I’ve been planning to write something here since early March, and suddenly it’s July. I’m sitting on a big backlog of ideas and pictures and projects to share, but they start to feel irrelevant by the time I get around to writing the words.

Massive changes are underway in the world–some terrifying, some exciting, many without recent precedent. I consider myself incredibly lucky to be in good physical and financial health, surrounded by at least my immediate family, while we wait to see what comes next.

Approaching today, the eve of a milestone birthday, a number of people have asked me if I have a theme for the next decade: a plan, goals, a roadmap? I don’t. In a summer of disease, travel cancellations, and political upheaval, long-term planning feels like a quaint idea. Perhaps it needn’t be. Earlier this spring, I made an effort to drop my near-hourly headline-reading habit to stay focused on the bigger picture, favoring weekly news round-ups, analytical monthlies, and books. It was good while it lasted but I’ve sort of lapsed.

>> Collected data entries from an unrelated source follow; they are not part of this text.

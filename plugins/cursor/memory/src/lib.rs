mod config;
mod cursor;
mod dataset;

pub use config::MemoryCursorConfig;
pub use cursor::{MemoryCursor, MemoryRow};
pub use dataset::Dataset;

What use is the short-term news cycle? Should I be surprised that the pandemic still kills people who reject the science or can’t afford to heed it? Or to learn that police brutality is an on-demand service in the United States? Or to find that the president has done another incredibly dumb thing? Everyone is so focused on the short term that the long term vision is rarely mentioned.

Maybe I do need a plan for my next decade. What seems to be missing from America on the eve of its birthday is a set of guiding principles that everyone continues to believe in. I’m lucky to still have mine.